_AIM OF THE TASK_
Below are some entries. Copy each line in them that holds "text".

_MATERIAL FOR THE TASK_
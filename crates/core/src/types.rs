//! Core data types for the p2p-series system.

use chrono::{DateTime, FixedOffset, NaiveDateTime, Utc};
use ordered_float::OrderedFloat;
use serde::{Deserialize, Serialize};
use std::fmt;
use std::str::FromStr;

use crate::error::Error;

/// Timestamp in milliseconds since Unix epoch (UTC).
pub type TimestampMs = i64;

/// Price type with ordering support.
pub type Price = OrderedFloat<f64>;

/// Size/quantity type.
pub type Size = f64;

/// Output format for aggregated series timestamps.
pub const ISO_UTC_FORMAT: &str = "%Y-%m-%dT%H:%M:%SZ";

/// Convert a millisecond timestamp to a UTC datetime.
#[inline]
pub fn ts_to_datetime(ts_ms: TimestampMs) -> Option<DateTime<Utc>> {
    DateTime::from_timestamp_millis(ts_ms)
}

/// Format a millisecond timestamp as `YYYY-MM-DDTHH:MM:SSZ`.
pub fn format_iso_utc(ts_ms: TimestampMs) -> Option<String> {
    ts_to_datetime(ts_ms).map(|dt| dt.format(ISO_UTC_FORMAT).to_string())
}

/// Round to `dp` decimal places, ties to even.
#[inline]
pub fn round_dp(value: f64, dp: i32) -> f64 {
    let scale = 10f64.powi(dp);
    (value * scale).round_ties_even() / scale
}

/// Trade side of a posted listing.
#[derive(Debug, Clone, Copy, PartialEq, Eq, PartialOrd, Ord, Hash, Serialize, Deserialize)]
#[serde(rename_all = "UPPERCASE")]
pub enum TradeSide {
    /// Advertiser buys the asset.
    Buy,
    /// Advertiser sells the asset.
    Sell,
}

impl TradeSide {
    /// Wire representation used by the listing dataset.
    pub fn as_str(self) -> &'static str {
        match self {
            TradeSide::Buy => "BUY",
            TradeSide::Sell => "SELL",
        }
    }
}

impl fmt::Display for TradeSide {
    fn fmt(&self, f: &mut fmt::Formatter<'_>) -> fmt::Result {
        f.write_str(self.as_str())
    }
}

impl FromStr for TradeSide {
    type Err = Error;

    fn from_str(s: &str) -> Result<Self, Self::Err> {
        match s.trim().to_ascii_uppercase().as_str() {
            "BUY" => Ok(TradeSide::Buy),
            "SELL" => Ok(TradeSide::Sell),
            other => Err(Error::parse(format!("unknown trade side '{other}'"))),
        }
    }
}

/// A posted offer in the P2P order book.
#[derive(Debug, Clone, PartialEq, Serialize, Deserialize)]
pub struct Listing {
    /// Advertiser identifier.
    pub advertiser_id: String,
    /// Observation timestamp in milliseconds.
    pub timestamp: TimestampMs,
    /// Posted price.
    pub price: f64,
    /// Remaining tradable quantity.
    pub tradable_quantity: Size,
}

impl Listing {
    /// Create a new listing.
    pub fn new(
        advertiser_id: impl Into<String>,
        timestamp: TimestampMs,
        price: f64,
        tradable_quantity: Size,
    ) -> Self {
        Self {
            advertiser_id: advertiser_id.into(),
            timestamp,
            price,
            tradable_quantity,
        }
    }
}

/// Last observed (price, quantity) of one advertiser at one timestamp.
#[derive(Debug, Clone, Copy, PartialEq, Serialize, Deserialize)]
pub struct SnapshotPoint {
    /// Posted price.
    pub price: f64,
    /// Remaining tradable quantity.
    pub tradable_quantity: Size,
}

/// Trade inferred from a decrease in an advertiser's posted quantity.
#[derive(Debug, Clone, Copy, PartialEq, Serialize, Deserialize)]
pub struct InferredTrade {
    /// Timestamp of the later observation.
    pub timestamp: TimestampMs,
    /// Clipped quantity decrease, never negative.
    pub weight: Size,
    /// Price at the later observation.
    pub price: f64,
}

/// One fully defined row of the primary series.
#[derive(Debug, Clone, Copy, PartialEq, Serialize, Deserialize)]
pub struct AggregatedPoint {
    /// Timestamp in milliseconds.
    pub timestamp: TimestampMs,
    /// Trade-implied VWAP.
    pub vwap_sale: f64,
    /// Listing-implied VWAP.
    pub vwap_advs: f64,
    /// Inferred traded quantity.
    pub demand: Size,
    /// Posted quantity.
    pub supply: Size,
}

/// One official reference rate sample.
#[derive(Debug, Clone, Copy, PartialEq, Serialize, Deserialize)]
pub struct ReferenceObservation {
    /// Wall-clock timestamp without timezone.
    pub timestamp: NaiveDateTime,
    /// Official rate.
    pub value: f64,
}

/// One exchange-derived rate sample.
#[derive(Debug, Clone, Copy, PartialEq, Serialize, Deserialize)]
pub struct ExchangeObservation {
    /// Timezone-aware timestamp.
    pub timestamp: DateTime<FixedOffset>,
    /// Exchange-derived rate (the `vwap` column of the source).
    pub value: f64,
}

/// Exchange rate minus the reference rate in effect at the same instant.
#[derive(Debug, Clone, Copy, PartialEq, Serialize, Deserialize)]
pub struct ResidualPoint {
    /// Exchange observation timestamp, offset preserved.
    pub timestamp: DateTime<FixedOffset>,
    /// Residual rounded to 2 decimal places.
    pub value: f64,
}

--

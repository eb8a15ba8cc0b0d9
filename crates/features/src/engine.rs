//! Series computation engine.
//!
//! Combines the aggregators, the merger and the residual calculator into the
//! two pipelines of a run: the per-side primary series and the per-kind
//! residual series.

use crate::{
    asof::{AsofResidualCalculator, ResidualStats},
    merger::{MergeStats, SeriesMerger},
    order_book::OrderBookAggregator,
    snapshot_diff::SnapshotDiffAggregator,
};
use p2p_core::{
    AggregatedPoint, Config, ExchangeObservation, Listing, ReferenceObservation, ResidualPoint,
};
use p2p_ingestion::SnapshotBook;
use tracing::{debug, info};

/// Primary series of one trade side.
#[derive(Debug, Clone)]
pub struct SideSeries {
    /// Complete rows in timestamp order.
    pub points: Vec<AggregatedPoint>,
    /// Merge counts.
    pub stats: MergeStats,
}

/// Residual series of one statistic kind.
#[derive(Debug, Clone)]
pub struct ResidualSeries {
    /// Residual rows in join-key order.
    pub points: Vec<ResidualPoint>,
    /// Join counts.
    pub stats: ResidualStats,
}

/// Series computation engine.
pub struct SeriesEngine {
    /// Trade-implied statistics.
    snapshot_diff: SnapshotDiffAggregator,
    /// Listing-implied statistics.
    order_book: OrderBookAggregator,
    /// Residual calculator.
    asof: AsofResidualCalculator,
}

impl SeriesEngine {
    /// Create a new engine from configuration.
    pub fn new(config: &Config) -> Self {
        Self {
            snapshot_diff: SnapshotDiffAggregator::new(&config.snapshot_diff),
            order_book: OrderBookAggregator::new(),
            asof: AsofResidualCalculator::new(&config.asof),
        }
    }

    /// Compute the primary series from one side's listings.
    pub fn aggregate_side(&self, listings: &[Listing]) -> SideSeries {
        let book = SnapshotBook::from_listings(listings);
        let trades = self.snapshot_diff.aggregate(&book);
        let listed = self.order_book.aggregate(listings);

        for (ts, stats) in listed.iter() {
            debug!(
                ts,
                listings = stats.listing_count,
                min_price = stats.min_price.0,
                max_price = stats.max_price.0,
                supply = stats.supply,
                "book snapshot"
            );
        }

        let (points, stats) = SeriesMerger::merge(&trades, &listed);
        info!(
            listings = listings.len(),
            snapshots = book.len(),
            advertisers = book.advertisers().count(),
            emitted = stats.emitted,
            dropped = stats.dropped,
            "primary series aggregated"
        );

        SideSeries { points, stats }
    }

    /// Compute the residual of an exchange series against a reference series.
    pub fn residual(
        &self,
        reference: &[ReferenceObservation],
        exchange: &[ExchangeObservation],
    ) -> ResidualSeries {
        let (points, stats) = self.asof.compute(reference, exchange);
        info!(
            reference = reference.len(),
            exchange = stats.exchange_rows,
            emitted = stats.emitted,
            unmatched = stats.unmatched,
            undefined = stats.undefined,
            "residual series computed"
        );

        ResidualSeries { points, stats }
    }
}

---

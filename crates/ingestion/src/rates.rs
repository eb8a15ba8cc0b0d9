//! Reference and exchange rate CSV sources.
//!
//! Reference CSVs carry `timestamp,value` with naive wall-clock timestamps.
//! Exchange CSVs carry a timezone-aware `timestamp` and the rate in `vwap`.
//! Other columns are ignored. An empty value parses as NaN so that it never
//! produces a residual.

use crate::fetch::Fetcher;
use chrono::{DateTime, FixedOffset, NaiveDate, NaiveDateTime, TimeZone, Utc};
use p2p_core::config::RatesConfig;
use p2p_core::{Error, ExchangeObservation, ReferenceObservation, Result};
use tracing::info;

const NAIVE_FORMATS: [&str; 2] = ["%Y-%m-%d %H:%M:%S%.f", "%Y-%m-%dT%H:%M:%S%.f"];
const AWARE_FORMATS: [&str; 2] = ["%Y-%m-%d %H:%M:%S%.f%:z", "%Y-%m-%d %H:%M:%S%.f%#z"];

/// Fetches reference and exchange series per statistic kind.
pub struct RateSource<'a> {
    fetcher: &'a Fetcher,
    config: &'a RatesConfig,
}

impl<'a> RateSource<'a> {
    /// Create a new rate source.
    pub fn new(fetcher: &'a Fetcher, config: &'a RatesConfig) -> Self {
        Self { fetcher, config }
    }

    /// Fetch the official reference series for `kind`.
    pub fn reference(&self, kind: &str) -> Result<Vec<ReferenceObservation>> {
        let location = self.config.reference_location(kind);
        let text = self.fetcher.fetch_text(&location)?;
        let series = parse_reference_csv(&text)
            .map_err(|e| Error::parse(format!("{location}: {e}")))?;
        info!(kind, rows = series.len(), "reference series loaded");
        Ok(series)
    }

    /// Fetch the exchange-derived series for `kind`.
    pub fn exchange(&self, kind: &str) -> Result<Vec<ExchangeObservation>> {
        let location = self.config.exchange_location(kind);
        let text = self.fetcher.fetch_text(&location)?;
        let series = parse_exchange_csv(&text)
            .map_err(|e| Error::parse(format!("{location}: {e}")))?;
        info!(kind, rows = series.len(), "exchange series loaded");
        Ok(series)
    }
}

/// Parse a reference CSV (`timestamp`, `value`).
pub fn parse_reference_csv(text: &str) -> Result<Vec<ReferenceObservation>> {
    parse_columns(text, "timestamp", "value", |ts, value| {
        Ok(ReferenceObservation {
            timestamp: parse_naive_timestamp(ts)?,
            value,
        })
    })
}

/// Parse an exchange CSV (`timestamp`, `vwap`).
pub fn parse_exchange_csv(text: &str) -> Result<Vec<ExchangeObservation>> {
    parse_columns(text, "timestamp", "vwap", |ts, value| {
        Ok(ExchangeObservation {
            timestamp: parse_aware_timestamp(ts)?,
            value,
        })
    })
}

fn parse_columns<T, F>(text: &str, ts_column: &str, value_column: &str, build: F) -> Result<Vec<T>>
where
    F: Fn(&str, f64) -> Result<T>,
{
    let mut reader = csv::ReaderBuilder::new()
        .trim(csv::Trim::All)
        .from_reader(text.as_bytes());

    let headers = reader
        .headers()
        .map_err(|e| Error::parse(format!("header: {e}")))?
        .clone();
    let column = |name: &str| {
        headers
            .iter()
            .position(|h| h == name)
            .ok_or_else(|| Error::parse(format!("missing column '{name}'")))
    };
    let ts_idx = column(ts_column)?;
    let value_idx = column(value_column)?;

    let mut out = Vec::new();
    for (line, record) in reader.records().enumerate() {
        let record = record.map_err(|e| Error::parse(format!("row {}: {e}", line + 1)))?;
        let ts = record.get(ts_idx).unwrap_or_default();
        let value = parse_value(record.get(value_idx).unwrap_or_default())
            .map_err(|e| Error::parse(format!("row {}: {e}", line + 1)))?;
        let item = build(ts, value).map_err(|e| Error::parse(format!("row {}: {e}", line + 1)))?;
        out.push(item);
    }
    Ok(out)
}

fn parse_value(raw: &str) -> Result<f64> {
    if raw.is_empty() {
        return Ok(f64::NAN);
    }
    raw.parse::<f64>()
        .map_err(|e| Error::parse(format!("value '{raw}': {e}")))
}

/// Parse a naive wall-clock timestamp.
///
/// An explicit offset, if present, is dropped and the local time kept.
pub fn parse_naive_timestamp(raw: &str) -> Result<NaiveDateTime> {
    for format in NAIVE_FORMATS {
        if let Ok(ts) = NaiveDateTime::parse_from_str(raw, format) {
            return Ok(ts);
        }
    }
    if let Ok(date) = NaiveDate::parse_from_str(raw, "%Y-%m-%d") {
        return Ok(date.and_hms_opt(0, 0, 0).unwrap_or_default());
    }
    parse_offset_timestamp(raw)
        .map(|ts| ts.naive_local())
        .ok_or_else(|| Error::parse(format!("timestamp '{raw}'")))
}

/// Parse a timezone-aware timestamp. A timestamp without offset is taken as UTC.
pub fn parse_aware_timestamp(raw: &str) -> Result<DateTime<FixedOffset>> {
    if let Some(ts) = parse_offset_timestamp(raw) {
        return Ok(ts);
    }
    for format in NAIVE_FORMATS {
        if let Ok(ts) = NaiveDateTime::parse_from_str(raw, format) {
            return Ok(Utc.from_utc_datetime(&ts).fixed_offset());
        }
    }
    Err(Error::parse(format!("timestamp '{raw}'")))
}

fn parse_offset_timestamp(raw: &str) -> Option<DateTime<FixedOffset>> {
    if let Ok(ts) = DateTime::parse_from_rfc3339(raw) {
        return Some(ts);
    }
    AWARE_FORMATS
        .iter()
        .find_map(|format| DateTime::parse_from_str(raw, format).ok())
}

_ANSWER SPACE_
        let text = self.fetcher.fetch_text(&location)?;
        let series = parse_reference_csv(&text)
        let text = self.fetcher.fetch_text(&location)?;
        let series = parse_exchange_csv(&text)
pub fn parse_reference_csv(text: &str) -> Result<Vec<ReferenceObservation>> {
    parse_columns(text, "timestamp", "value", |ts, value| {
pub fn parse_exchange_csv(text: &str) -> Result<Vec<ExchangeObservation>> {
    parse_columns(text, "timestamp", "vwap", |ts, value| {
fn parse_columns<T, F>(text: &str, ts_column: &str, value_column: &str, build: F) -> Result<Vec<T>>
        .from_reader(text.as_bytes());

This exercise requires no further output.